Até hoje não se sabe o motivo do crime. DuPont morreu na prisão, em 2010, aos 72 anos. Quem também frequentou as páginas policiais recentemente foi a americana Alice Walton, filha do fundador da varejista Walmart, o legendário Sam Walton. Em outubro de 2011, Alice foi presa por dirigir bêbada e acima do limite de velocidade. Em 1998, ela foi detida pelo mesmo motivo e ainda utilizou a clássica pergunta: “Vocês sabem com quem estão falando?” Sabiam, mas de nada adiantou. De acordo com a psicóloga e professora associada da Fundação Dom Cabral, Betania Tanure, a reputação de uma empresa ou de uma marca será mais ou menos afetada na razão direta do envolvimento do herdeiro em seu dia a dia. 

 

“Na maioria das vezes o resultado de um escândalo se limita a uma mancha moral para a família, sem prejuízo aos negócios. ”Apesar da crescente profissionalização da gestão das empresas, o papel dos herdeiros nem sempre recebe a devida atenção por parte dos controladores. “A sucessão tem de ser pensada desde a formação da empresa, mas muitos donos ainda evitam tocar no assunto”, diz Ronaldo da Matta, da RM Consultoria. “É preciso deixar claro que nem sempre o herdeiro assumirá o comando.” É o caso de Rausing, que nunca participou dos negócios da família e sempre tentou ficar longe dos holofotes após sua prisão por porte de drogas. 

 

Herança perdida Mas não são apenas episódios extremos como o da Tetra Pak e da DuPont que evidenciam os problemas corporativo-familiares.
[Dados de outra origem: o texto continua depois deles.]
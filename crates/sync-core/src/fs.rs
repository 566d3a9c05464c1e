//! Workspace storage abstraction.
//!
//! The engine never touches `std::fs` directly; everything goes through
//! `WorkspaceFs` so hosts can plug in their own storage:
//! - `MemoryFs` - for tests
//! - `NativeFs` (in sync-daemon) - tokio::fs against a workspace root
//!
//! Paths are always workspace-relative, `/`-separated strings.

use async_trait::async_trait;
use std::collections::HashMap;
use std::sync::RwLock;
use thiserror::Error;

#[derive(Debug, Error)]
pub enum StorageError {
    #[error("Not found: {0}")]
    NotFound(String),

    #[error("Is a directory: {0}")]
    IsDirectory(String),

    #[error("IO error: {0}")]
    Io(String),
}

pub type Result<T> = std::result::Result<T, StorageError>;

/// File metadata.
#[derive(Debug, Clone)]
pub struct FileStat {
    /// Modification time in milliseconds since epoch
    pub mtime_millis: u64,
    /// File size in bytes
    pub size: u64,
    /// Whether this is a directory
    pub is_dir: bool,
}

/// Directory entry.
#[derive(Debug, Clone)]
pub struct DirEntry {
    /// File or directory name (not full path)
    pub name: String,
    /// Whether this is a directory
    pub is_dir: bool,
}

/// Storage operations the sync engine needs from its host.
///
/// Implementations must be `Send + Sync`; the engine shares one instance
/// across the cycle task and the host's event handlers.
#[async_trait]
pub trait WorkspaceFs: Send + Sync {
    /// Read file contents
    async fn read(&self, path: &str) -> Result<Vec<u8>>;

    /// Write file contents (creates parent directories if needed)
    async fn write(&self, path: &str, content: &[u8]) -> Result<()>;

    /// List directory contents
    async fn list(&self, path: &str) -> Result<Vec<DirEntry>>;

    /// Delete file or empty directory
    async fn delete(&self, path: &str) -> Result<()>;

    /// Check if path exists
    async fn exists(&self, path: &str) -> Result<bool>;

    /// Get file metadata
    async fn stat(&self, path: &str) -> Result<FileStat>;

    /// Create directory (and parents if needed)
    async fn mkdir(&self, path: &str) -> Result<()>;

    /// Atomically replace `to` with `from`. Used for crash-safe index commits.
    async fn rename(&self, from: &str, to: &str) -> Result<()>;
}

/// In-memory storage for tests.
pub struct MemoryFs {
    files: RwLock<HashMap<String, Vec<u8>>>,
    dirs: RwLock<HashMap<String, ()>>,
    mtimes: RwLock<HashMap<String, u64>>,
}

impl MemoryFs {
    pub fn new() -> Self {
        let mut dirs = HashMap::new();
        dirs.insert(String::new(), ()); // Root directory
        Self {
            files: RwLock::new(HashMap::new()),
            dirs: RwLock::new(dirs),
            mtimes: RwLock::new(HashMap::new()),
        }
    }

    /// Set a specific mtime for testing ordering-sensitive scenarios.
    pub fn set_mtime(&self, path: &str, mtime: u64) {
        let path = Self::normalize(path);
        self.mtimes.write().unwrap().insert(path, mtime);
    }

    fn now_millis() -> u64 {
        use std::time::{SystemTime, UNIX_EPOCH};
        SystemTime::now()
            .duration_since(UNIX_EPOCH)
            .unwrap()
            .as_millis() as u64
    }

    fn normalize(path: &str) -> String {
        path.trim_matches('/').to_string()
    }

    fn parent(path: &str) -> Option<String> {
        let normalized = Self::normalize(path);
        if normalized.is_empty() {
            None
        } else {
            match normalized.rfind('/') {
                Some(pos) => Some(normalized[..pos].to_string()),
                None => Some(String::new()),
            }
        }
    }
}

impl Default for MemoryFs {
    fn default() -> Self {
        Self::new()
    }
}

#[async_trait]
impl WorkspaceFs for MemoryFs {
    async fn read(&self, path: &str) -> Result<Vec<u8>> {
        let path = Self::normalize(path);
        let files = self.files.read().unwrap();
        files
            .get(&path)
            .cloned()
            .ok_or_else(|| StorageError::NotFound(path))
    }

    async fn write(&self, path: &str, content: &[u8]) -> Result<()> {
        let path = Self::normalize(path);

        if let Some(parent) = Self::parent(&path) {
            self.mkdir(&parent).await?;
        }

        self.files
            .write()
            .unwrap()
            .insert(path.clone(), content.to_vec());
        self.mtimes.write().unwrap().insert(path, Self::now_millis());
        Ok(())
    }

    async fn list(&self, path: &str) -> Result<Vec<DirEntry>> {
        let path = Self::normalize(path);
        let prefix = if path.is_empty() {
            String::new()
        } else {
            format!("{}/", path)
        };

        let dirs = self.dirs.read().unwrap();
        if !path.is_empty() && !dirs.contains_key(&path) {
            return Err(StorageError::NotFound(path));
        }

        let mut entries = Vec::new();
        let mut seen = std::collections::HashSet::new();

        let files = self.files.read().unwrap();
        for file_path in files.keys() {
            if let Some(rest) = file_path.strip_prefix(&prefix) {
                if !rest.is_empty() && !rest.contains('/') && seen.insert(rest.to_string()) {
                    entries.push(DirEntry {
                        name: rest.to_string(),
                        is_dir: false,
                    });
                }
            }
        }

        for dir_path in dirs.keys() {
            if let Some(rest) = dir_path.strip_prefix(&prefix) {
                let name = rest.split('/').next().unwrap();
                if !name.is_empty() && seen.insert(name.to_string()) {
                    entries.push(DirEntry {
                        name: name.to_string(),
                        is_dir: true,
                    });
                }
            }
        }

        Ok(entries)
    }

    async fn delete(&self, path: &str) -> Result<()> {
        let path = Self::normalize(path);

        {
            let mut files = self.files.write().unwrap();
            if files.remove(&path).is_some() {
                self.mtimes.write().unwrap().remove(&path);
                return Ok(());
            }
        }

        {
            let mut dirs = self.dirs.write().unwrap();
            if dirs.remove(&path).is_some() {
                return Ok(());
            }
        }

        Err(StorageError::NotFound(path))
    }

    async fn exists(&self, path: &str) -> Result<bool> {
        let path = Self::normalize(path);
        let files = self.files.read().unwrap();
        let dirs = self.dirs.read().unwrap();
        Ok(files.contains_key(&path) || dirs.contains_key(&path))
    }

    async fn stat(&self, path: &str) -> Result<FileStat> {
        let path = Self::normalize(path);

        let files = self.files.read().unwrap();
        if let Some(content) = files.get(&path) {
            let mtimes = self.mtimes.read().unwrap();
            let mtime = mtimes.get(&path).copied().unwrap_or(0);
            return Ok(FileStat {
                mtime_millis: mtime,
                size: content.len() as u64,
                is_dir: false,
            });
        }

        let dirs = self.dirs.read().unwrap();
        if dirs.contains_key(&path) {
            return Ok(FileStat {
                mtime_millis: 0,
                size: 0,
                is_dir: true,
            });
        }

        Err(StorageError::NotFound(path))
    }

    async fn mkdir(&self, path: &str) -> Result<()> {
        let path = Self::normalize(path);
        if path.is_empty() {
            return Ok(()); // Root always exists
        }

        if let Some(parent) = Self::parent(&path) {
            Box::pin(self.mkdir(&parent)).await?;
        }

        self.dirs.write().unwrap().insert(path, ());
        Ok(())
    }

    async fn rename(&self, from: &str, to: &str) -> Result<()> {
        let from = Self::normalize(from);
        let to = Self::normalize(to);

        let content = {
            let mut files = self.files.write().unwrap();
            files
                .remove(&from)
                .ok_or_else(|| StorageError::NotFound(from.clone()))?
        };

        if let Some(parent) = Self::parent(&to) {
            self.mkdir(&parent).await?;
        }

        self.files.write().unwrap().insert(to.clone(), content);
        let mut mtimes = self.mtimes.write().unwrap();
        let mtime = mtimes.remove(&from).unwrap_or_else(Self::now_millis);
        mtimes.insert(to, mtime);
        Ok(())
    }
}

// Blanket impl so one storage instance can be shared between components
// (engine + database + tests) behind an Arc.
#[async_trait]
impl<T: WorkspaceFs + Send + Sync> WorkspaceFs for std::sync::Arc<T> {
    async fn read(&self, path: &str) -> Result<Vec<u8>> {
        (**self).read(path).await
    }

    async fn write(&self, path: &str, content: &[u8]) -> Result<()> {
        (**self).write(path, content).await
    }

    async fn list(&self, path: &str) -> Result<Vec<DirEntry>> {
        (**self).list(path).await
    }

    async fn delete(&self, path: &str) -> Result<()> {
        (**self).delete(path).await
    }

    async fn exists(&self, path: &str) -> Result<bool> {
        (**self).exists(path).await
    }

    async fn stat(&self, path: &str) -> Result<FileStat> {
        (**self).stat(path).await
    }

    async fn mkdir(&self, path: &str) -> Result<()> {
        (**self).mkdir(path).await
    }

    async fn rename(&self, from: &str, to: &str) -> Result<()> {
        (**self).rename(from, to).await
    }
}

#[cfg(test)]
mod tests {
    use super::*;

    #[tokio::test]
    async fn test_memory_fs_basic_operations() {
        let fs = MemoryFs::new();

        fs.write("note.md", b"hello world").await.unwrap();

        let content = fs.read("note.md").await.unwrap();
        assert_eq!(content, b"hello world");

        assert!(fs.exists("note.md").await.unwrap());
        assert!(!fs.exists("missing.md").await.unwrap());

        fs.delete("note.md").await.unwrap();
        assert!(!fs.exists("note.md").await.unwrap());
    }

    #[tokio::test]
    async fn test_memory_fs_nested_write_creates_parents() {
        let fs = MemoryFs::new();

        fs.write("a/b/c.md", b"content").await.unwrap();

        assert!(fs.exists("a").await.unwrap());
        assert!(fs.exists("a/b").await.unwrap());

        let entries = fs.list("a").await.unwrap();
        assert_eq!(entries.len(), 1);
        assert_eq!(entries[0].name, "b");
        assert!(entries[0].is_dir);

        let entries = fs.list("a/b").await.unwrap();
        assert_eq!(entries.len(), 1);
        assert_eq!(entries[0].name, "c.md");
        assert!(!entries[0].is_dir);
    }

    #[tokio::test]
    async fn test_memory_fs_rename_replaces_target() {
        let fs = MemoryFs::new();

        fs.write("index.json.tmp", b"new").await.unwrap();
        fs.write("index.json", b"old").await.unwrap();

        fs.rename("index.json.tmp", "index.json").await.unwrap();

        assert_eq!(fs.read("index.json").await.unwrap(), b"new");
        assert!(!fs.exists("index.json.tmp").await.unwrap());
    }

    #[tokio::test]
    async fn test_memory_fs_stat_reports_size() {
        let fs = MemoryFs::new();
        fs.write("n.md", b"12345").await.unwrap();

        let stat = fs.stat("n.md").await.unwrap();
        assert_eq!(stat.size, 5);
        assert!(!stat.is_dir);
    }
}
//! Telemetry helpers for structured logging.

use tracing_subscriber::EnvFilter;

/// Filter applied when `RUST_LOG` is unset.
pub const DEFAULT_LOG_DIRECTIVE: &str = "pool_gate=info";

/// Install a fmt subscriber driven by `RUST_LOG`, falling back to
/// [`DEFAULT_LOG_DIRECTIVE`]. Does nothing if a subscriber is already set.
pub fn init_tracing() {
    init_tracing_with_default(DEFAULT_LOG_DIRECTIVE);
}

/// Same as [`init_tracing`] with a caller-chosen fallback directive.
pub fn init_tracing_with_default(directive: &str) {
    if tracing::dispatcher::has_been_set() {
        return;
    }
    let filter = EnvFilter::try_from_default_env().unwrap_or_else(|_| EnvFilter::new(directive));
    let _ = tracing_subscriber::fmt()
        .with_env_filter(filter)
        .with_target(true)
        .try_init();
}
A periguete americana Paris Hilton tinha tudo para ser apenas mais uma patricinha. Em vez disso, se especializou em aprontar barracos. O ápice aconteceu em 2010, quando foi presa por porte de drogas. Antes, em 2006, havia si do detida por dirigir embriagada e no ano seguinte um vídeo com cenas de sexo entre ela e um antigo namorado circulou na internet. Resultado: Paris acabou sendo deserdada pelo avô, Barron Hilton, que doou, para projetos sociais, 95% dos US$ 100 milhões que caberiam à netinha, como herança. Esses exemplos mostram que existem falhas nessas estruturas familiares. 

 

“Em muitos casos que acompanho, há um problema de falta de afeto entre as gerações”, diz Wagner Teixeira, sócio da consultoria Höft Benhoeft & Teixeira – Transição de Gerações. “O que aconselhamos em diversas ocasiões é enviar para acompanhamento psicológico tanto o herdeiro quanto o controlador.” Não é somente por falta de afeto que as rupturas acontecem. O peso do sobrenome e a personalidade forte do patriarca também colaboram para o afastamento entre as gerações. No caso de Rausing, os tabloides afirmavam que ele se ressentia da importância do pai e achava que jamais o igualaria. Esse senso de inadequação fez com que Rausing, ainda na juventude, seguisse para a Índia em busca de autoconhecimento. A aventura foi classificada pelos tabloides britânicos como uma experiência de “hedonismo cool”.